The Diet-Culture Counterculture
While diet culture is currently (and rightly) under attack in the public sphere, its attackers generally fail to pinpoint the underlying problem. A common approach to diet culture is to attack the diet and exercise methods promoted by its advocates.
But how does attacking the methods (e.g., starvation diets, overtraining) help diminish the ideology (fixed conceptions of the ideal human body)? Would you prosecute a murderer by criticizing his choice of murder weapon? Of course not; you would criticize his motive, his violent ideology.
Likewise, the influence of diet culture can’t be subdued by criticizing crash diets and workout fads—we must quash the underlying ideology. Some in the health and fitness community recognize the ideological problem, but they oppose diet-culture dogma by denouncing all standards of health and fitness. Their solutions imply that there should be no standards of health or fitness; a healthy or fit body is whatever you want it to be.
By the logic of “no standards,” we could say that John, an adult man of average size, can be equally healthy and fit with a body weight of ninety pounds or nine hundred pounds, but this would be false. At five feet ten inches tall, John would obviously be at extreme risk of life-threatening disease at either weight. This example illustrates why the “no standards” approach doesn’t help people interested in getting healthier or improving their physical fitness—it gives them no guidance.
Setting Health and Fitness Standards
If dogmatic one-size-fits-all standards don’t work and complete subjectivism doesn’t work, what is the solution? The answer is setting individual standards based on objective conceptions of health and fitness. Health is a physical state (or status) characterized by well-functioning bodily systems that are free of disease and not at high risk of disease. General physical fitness is the capacity of the body to maintain health; it is a measure of bodily capacities and resources.
With the right conceptions of health and fitness, we can rely on experts (scientists) to tell us what the basic standards of health are. We know that all humans must stay within scientifically definable ranges for a variety of measures (e.g., body fat percentage, blood pressure, and blood sugar levels) to maintain health. For example, high blood pressure is unhealthy because it puts one at a significantly higher risk of heart attack or stroke. Science can also tell us what methods will be effective at improving fitness. For example, doing moderate or vigorous exercise regularly can lower blood pressure, which will improve health. These basic health measures and fitness methods are not subjective; they are scientific.
Where, then, does choice come in? Choice becomes a factor when you consider the context of your life. Your primary choice is deciding where to place health on your list of priorities. Once you decide where health ranks compared to other priorities, you can then select compatible fitness methods.
Being confident that your personal plan is right for you is the best remedy for diet culture, but building a reasonable plan requires serious thought. What type of health and fitness commitments make sense based on your hopes, dreams, and plans? How much time and energy can you reasonably devote to diet and exercise? Putting serious thought into these questions will help you form a health and fitness standard tailored to your life.

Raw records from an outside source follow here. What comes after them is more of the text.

use std::ops::Range;

use crate::{errors::MergeError, types::verse_reference::VerseLabel};

pub const CHAPTER_MARKER: &str = "\\c ";
pub const VERSE_MARKER: &str = "\\v ";

/// Byte ranges of one chapter: the text following its `\c ` marker, split
/// into the head (label and front matter) and the text following each `\v `
/// marker.
#[derive(Debug, Clone, PartialEq, Eq)]
struct ChapterSpan {
    chunk: Range<usize>,
    head: Range<usize>,
    verses: Vec<Range<usize>>,
}

/// The part of the document holding the body of one verse (or the front
/// matter of a chapter). `separator` is set when the label is not followed by
/// any separator yet and one has to be inserted together with the new body.
#[derive(Debug, Clone, PartialEq, Eq)]
pub struct BodySpan {
    pub range: Range<usize>,
    pub separator: Option<&'static str>,
}

/// A chapter or verse chunk split into its label, the single separator
/// character following it, and the rest.
#[derive(Debug, Clone, Copy, PartialEq, Eq)]
pub struct LabelledChunk<'a> {
    pub label: &'a str,
    pub separator: &'a str,
    pub body: &'a str,
}

impl<'a> LabelledChunk<'a> {
    fn split(chunk: &'a str) -> Self {
        let label_end = chunk.find(char::is_whitespace).unwrap_or(chunk.len());
        let separator_end = chunk[label_end..]
            .chars()
            .next()
            .map_or(label_end, |c| label_end + c.len_utf8());

        Self {
            label: &chunk[..label_end],
            separator: &chunk[label_end..separator_end],
            body: &chunk[separator_end..],
        }
    }
}

#[derive(Debug, Clone, PartialEq, Eq)]
pub struct ChapterChunk<'a> {
    pub head: LabelledChunk<'a>,
    pub verses: Vec<LabelledChunk<'a>>,
}

/// Chapter and verse positions of a book, computed in a single scan.
///
/// Chapter chunks are the text following each `\c ` marker and verse chunks
/// the text following each `\v ` marker within a chapter, mirroring how the
/// book would be split on the marker text. A chunk belongs to label `n` when
/// it starts with `n` and the next character is not a digit, so `1` never
/// matches `10`.
#[derive(Debug, Clone)]
pub struct BookIndex<'a> {
    document: &'a str,
    header: Range<usize>,
    chapters: Vec<ChapterSpan>,
}

impl<'a> BookIndex<'a> {
    pub fn new(document: &'a str) -> Self {
        let markers: Vec<usize> = document
            .match_indices(CHAPTER_MARKER)
            .map(|(index, _)| index)
            .collect();

        let header = 0..markers.first().copied().unwrap_or(document.len());
        let chapters = markers
            .iter()
            .enumerate()
            .map(|(i, &marker)| {
                let end = markers.get(i + 1).copied().unwrap_or(document.len());
                Self::index_chapter(document, marker + CHAPTER_MARKER.len()..end)
            })
            .collect();

        Self {
            document,
            header,
            chapters,
        }
    }

    fn index_chapter(document: &str, chunk: Range<usize>) -> ChapterSpan {
        let starts: Vec<usize> = document[chunk.clone()]
            .match_indices(VERSE_MARKER)
            .map(|(index, _)| chunk.start + index)
            .collect();

        let head = chunk.start..starts.first().copied().unwrap_or(chunk.end);
        let verses = starts
            .iter()
            .enumerate()
            .map(|(i, &start)| {
                let end = starts.get(i + 1).copied().unwrap_or(chunk.end);
                start + VERSE_MARKER.len()..end
            })
            .collect();

        ChapterSpan {
            chunk,
            head,
            verses,
        }
    }

    pub fn document(&self) -> &'a str { self.document }

    /// Everything before the first chapter marker (`\id`, `\h`, ...).
    pub fn header(&self) -> &'a str { &self.document[self.header.clone()] }

    pub fn chapter_count(&self) -> usize { self.chapters.len() }

    pub fn chapters(&self) -> Vec<ChapterChunk<'a>> {
        self.chapters
            .iter()
            .map(|chapter| ChapterChunk {
                head: LabelledChunk::split(&self.document[chapter.head.clone()]),
                verses: chapter
                    .verses
                    .iter()
                    .map(|verse| LabelledChunk::split(&self.document[verse.clone()]))
                    .collect(),
            })
            .collect()
    }

    fn find_chapter(&self, chapter: u32) -> Option<&ChapterSpan> {
        let label = chapter.to_string();
        self.chapters
            .iter()
            .find(|span| starts_with_label(&self.document[span.chunk.clone()], &label))
    }

    /// Locate the body of a verse, or the front matter of a chapter.
    pub fn locate(&self, chapter: u32, verse: VerseLabel) -> Result<BodySpan, MergeError> {
        let chapter_span = self
            .find_chapter(chapter)
            .ok_or(MergeError::ChapterNotFound { chapter })?;

        if verse == VerseLabel::Front {
            let head = &self.document[chapter_span.head.clone()];
            return Ok(match head.find('\n') {
                Some(newline) => BodySpan {
                    range: chapter_span.head.start + newline + 1..chapter_span.head.end,
                    separator: None,
                },
                None => BodySpan {
                    range: chapter_span.head.end..chapter_span.head.end,
                    separator: Some("\n"),
                },
            });
        }

        let label = verse.to_string();
        let verse_span = chapter_span
            .verses
            .iter()
            .find(|span| starts_with_label(&self.document[(*span).clone()], &label))
            .ok_or_else(|| MergeError::VerseNotFound {
                chapter,
                verse: label.clone(),
            })?;

        let after_label = verse_span.start + label.len();
        Ok(match self.document[after_label..verse_span.end].chars().next() {
            Some(c) => BodySpan {
                range: after_label + c.len_utf8()..verse_span.end,
                separator: None,
            },
            None => BodySpan {
                range: verse_span.end..verse_span.end,
                separator: Some(" "),
            },
        })
    }
}

fn starts_with_label(chunk: &str, label: &str) -> bool {
    chunk
        .strip_prefix(label)
        .is_some_and(|rest| !rest.starts_with(|c: char| c.is_ascii_digit()))
}

#[cfg(test)]
mod tests {
    use pretty_assertions::assert_eq;

    use super::*;

    const BOOK: &str = "\\id TIT\n\\c 1\n\\p\n\\v 1 Paul, \\v 2 Titus\n\\c 10\n\\v 1 Ten\n";

    fn body<'a>(index: &BookIndex<'a>, chapter: u32, verse: VerseLabel) -> &'a str {
        let span = index.locate(chapter, verse).unwrap();
        &index.document()[span.range]
    }

    #[test]
    fn test_header_and_chapters() {
        let index = BookIndex::new(BOOK);

        assert_eq!(index.header(), "\\id TIT\n");
        assert_eq!(index.chapter_count(), 2);
        assert_eq!(
            index.chapters()[0],
            ChapterChunk {
                head: LabelledChunk {
                    label: "1",
                    separator: "\n",
                    body: "\\p\n",
                },
                verses: vec![
                    LabelledChunk {
                        label: "1",
                        separator: " ",
                        body: "Paul, ",
                    },
                    LabelledChunk {
                        label: "2",
                        separator: " ",
                        body: "Titus\n",
                    },
                ],
            }
        );
    }

    #[test]
    fn test_locate_verses() {
        let index = BookIndex::new(BOOK);

        assert_eq!(body(&index, 1, VerseLabel::Number(1)), "Paul, ");
        assert_eq!(body(&index, 1, VerseLabel::Number(2)), "Titus\n");
        assert_eq!(body(&index, 10, VerseLabel::Number(1)), "Ten\n");
        assert_eq!(body(&index, 1, VerseLabel::Front), "\\p\n");
    }

    #[test]
    fn test_chapter_label_does_not_match_longer_number() {
        let index = BookIndex::new("\\c 10\n\\v 1 Ten\n");

        assert_eq!(
            index.locate(1, VerseLabel::Number(1)),
            Err(MergeError::ChapterNotFound { chapter: 1 })
        );
    }

    #[test]
    fn test_missing_verse() {
        let index = BookIndex::new(BOOK);

        assert_eq!(
            index.locate(1, VerseLabel::Number(3)),
            Err(MergeError::VerseNotFound {
                chapter: 1,
                verse: "3".to_owned(),
            })
        );
    }

    #[test]
    fn test_verse_range_label() {
        let index = BookIndex::new("\\c 1\n\\v 1 a \\v 2-3 b c \\v 4 d");

        assert_eq!(body(&index, 1, VerseLabel::Range(2, 3)), "b c ");
    }

    #[test]
    fn test_missing_separators() {
        let index = BookIndex::new("\\c 1");
        let span = index.locate(1, VerseLabel::Front).unwrap();
        assert_eq!(span, BodySpan {
            range: 4..4,
            separator: Some("\n"),
        });

        let index = BookIndex::new("\\c 1\n\\v 1");
        let span = index.locate(1, VerseLabel::Number(1)).unwrap();
        assert_eq!(span, BodySpan {
            range: 9..9,
            separator: Some(" "),
        });
    }

    #[test]
    fn test_document_without_chapters() {
        let index = BookIndex::new("\\id TIT\n");

        assert_eq!(index.header(), "\\id TIT\n");
        assert_eq!(index.chapter_count(), 0);
    }
}
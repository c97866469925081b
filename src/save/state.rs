/// How a save cycle ended.
#[derive(Debug, Clone, Copy, PartialEq, Eq, Hash)]
pub enum Completion {
    Success,
    Failure,
}

#[derive(Debug, Clone, Copy, PartialEq, Eq, Hash, Default)]
pub enum SaveStage {
    #[default]
    Idle,
    /// Waiting for an edit branch and for the book to be available on it.
    BranchPending,
    BranchReady,
    Merging,
    Uploading,
    RetryFetch,
    RetryUploading,
    Done(Completion),
}

#[derive(Debug, Clone, Copy, PartialEq, Eq, Hash)]
pub enum SaveEvent {
    SaveRequested,
    BranchReady,
    BookFetched,
    /// The merged book is identical to the one on the server.
    NoChanges,
    Merged,
    UploadSucceeded,
    UploadRejected,
    /// After a rejected upload the server copy already holds the edits.
    ServerMatches,
    ServerDiffers,
    /// A collaborator returned an error.
    Failed,
}

impl SaveStage {
    /// The stage following `event`, or `None` if the event cannot happen in
    /// this stage.
    pub fn on(self, event: SaveEvent) -> Option<SaveStage> {
        use SaveEvent as E;
        use SaveStage as S;

        let next = match (self, event) {
            (S::Idle | S::BranchPending | S::Done(_), E::SaveRequested) => S::BranchPending,
            (S::BranchPending, E::BranchReady) => S::BranchReady,
            (S::BranchReady, E::BookFetched) => S::Merging,
            (S::Merging, E::NoChanges) => S::Done(Completion::Success),
            (S::Merging, E::Merged) => S::Uploading,
            (S::Uploading | S::RetryUploading, E::UploadSucceeded) => {
                S::Done(Completion::Success)
            }
            (S::Uploading, E::UploadRejected) => S::RetryFetch,
            (S::RetryUploading, E::UploadRejected) => S::Done(Completion::Failure),
            (S::RetryFetch, E::ServerMatches) => S::Done(Completion::Success),
            (S::RetryFetch, E::ServerDiffers) => S::RetryUploading,
            (
                S::BranchPending
                | S::BranchReady
                | S::Merging
                | S::Uploading
                | S::RetryFetch
                | S::RetryUploading,
                E::Failed,
            ) => S::Done(Completion::Failure),
            _ => return None,
        };

        Some(next)
    }

    pub fn is_done(self) -> bool { matches!(self, SaveStage::Done(_)) }
}

#[cfg(test)]
mod tests {
    use pretty_assertions::assert_eq;
    use test_case::test_case;

    use super::*;

    #[test]
    fn test_happy_path() {
        let stage = [
            SaveEvent::SaveRequested,
            SaveEvent::BranchReady,
            SaveEvent::BookFetched,
            SaveEvent::Merged,
            SaveEvent::UploadSucceeded,
        ]
        .into_iter()
        .try_fold(SaveStage::Idle, SaveStage::on);

        assert_eq!(stage, Some(SaveStage::Done(Completion::Success)));
    }

    #[test]
    fn test_single_retry() {
        let retrying = [
            SaveEvent::SaveRequested,
            SaveEvent::BranchReady,
            SaveEvent::BookFetched,
            SaveEvent::Merged,
            SaveEvent::UploadRejected,
            SaveEvent::ServerDiffers,
        ]
        .into_iter()
        .try_fold(SaveStage::Idle, SaveStage::on);

        assert_eq!(retrying, Some(SaveStage::RetryUploading));
        assert_eq!(
            SaveStage::RetryUploading.on(SaveEvent::UploadRejected),
            Some(SaveStage::Done(Completion::Failure))
        );
    }

    #[test_case(SaveStage::Idle, SaveEvent::Merged; "merge before save")]
    #[test_case(SaveStage::Idle, SaveEvent::Failed; "failure while idle")]
    #[test_case(SaveStage::BranchPending, SaveEvent::BookFetched; "book before branch")]
    #[test_case(SaveStage::Uploading, SaveEvent::ServerMatches; "server check without retry")]
    #[test_case(SaveStage::Merging, SaveEvent::SaveRequested; "re-entrant save")]
    #[test_case(SaveStage::Done(Completion::Failure), SaveEvent::Failed; "failing twice")]
    fn test_invalid_transitions(stage: SaveStage, event: SaveEvent) {
        assert_eq!(stage.on(event), None);
    }

    #[test_case(SaveStage::BranchPending)]
    #[test_case(SaveStage::BranchReady)]
    #[test_case(SaveStage::Merging)]
    #[test_case(SaveStage::Uploading)]
    #[test_case(SaveStage::RetryFetch)]
    #[test_case(SaveStage::RetryUploading)]
    fn test_failures_end_the_cycle(stage: SaveStage) {
        assert_eq!(
            stage.on(SaveEvent::Failed),
            Some(SaveStage::Done(Completion::Failure))
        );
    }

    #[test]
    fn test_new_cycle_after_done() {
        assert_eq!(
            SaveStage::Done(Completion::Success).on(SaveEvent::SaveRequested),
            Some(SaveStage::BranchPending)
        );
        assert!(SaveStage::Done(Completion::Failure).is_done());
        assert!(!SaveStage::RetryFetch.is_done());
    }
}
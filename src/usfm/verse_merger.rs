use log::debug;

use super::book_index::BookIndex;
use crate::{errors::MergeError, types::verse_reference::VerseReference};

/// Replace the body of one verse in `base` with `new_verse_usfm`, keeping the
/// verse marker and its label. For `front` the chapter's front matter (the text
/// between the chapter label line and the first verse) is replaced.
///
/// ```
/// use usfm_save::{VerseLabel, VerseReference, merge_verse};
///
/// let base = "\\id TIT\n\\c 1\n\\v 1 Paul, \\v 2 Titus";
/// let reference = VerseReference::new("tit", 1, VerseLabel::Number(1));
///
/// let merged = merge_verse(base, &reference, "Paul, servant").unwrap();
/// assert_eq!(merged, "\\id TIT\n\\c 1\n\\v 1 Paul, servant\\v 2 Titus");
/// ```
pub fn merge_verse(
    base: &str,
    reference: &VerseReference,
    new_verse_usfm: &str,
) -> Result<String, MergeError> {
    let index = BookIndex::new(base);
    let span = index.locate(reference.chapter, reference.verse)?;

    let separator = span.separator.unwrap_or_default();
    let mut merged = String::with_capacity(
        base.len() - span.range.len() + separator.len() + new_verse_usfm.len(),
    );
    merged.push_str(&base[..span.range.start]);
    merged.push_str(separator);
    merged.push_str(new_verse_usfm);
    merged.push_str(&base[span.range.end..]);

    Ok(merged)
}

/// Merge several verses one after the other into the accumulating document.
/// The first verse that cannot be located fails the whole batch; no partially
/// merged document is ever returned.
pub fn merge_verses<'a, I>(base: &str, verses: I) -> Result<String, MergeError>
where
    I: IntoIterator<Item = (&'a VerseReference, &'a str)>,
{
    verses
        .into_iter()
        .try_fold(base.to_owned(), |document, (reference, usfm)| {
            debug!("Merging {reference} into book");
            merge_verse(&document, reference, usfm)
        })
}

/// The current body of a verse, or the front matter of a chapter.
pub fn extract_verse<'a>(document: &'a str, reference: &VerseReference) -> Option<&'a str> {
    let index = BookIndex::new(document);
    index
        .locate(reference.chapter, reference.verse)
        .ok()
        .map(|span| &document[span.range])
}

Does having a reasonable personal standard and personalized fitness plan mean that you’ll never be affected by other people? No. You may still occasionally feel envy when you see celebrities and influencers with great physiques and may continue admiring the commitment level and achievements of others, but you won’t feel compelled to adopt the standards and lifestyles of others because you’ll understand why their priorities and fitness commitments aren’t compatible with your life. This understanding increases your confidence in why and how you’ve prioritized your health and fitness; it’s the magic bullet for fitness motivation and the shield we need to protect ourselves from bad ideologies such as diet culture.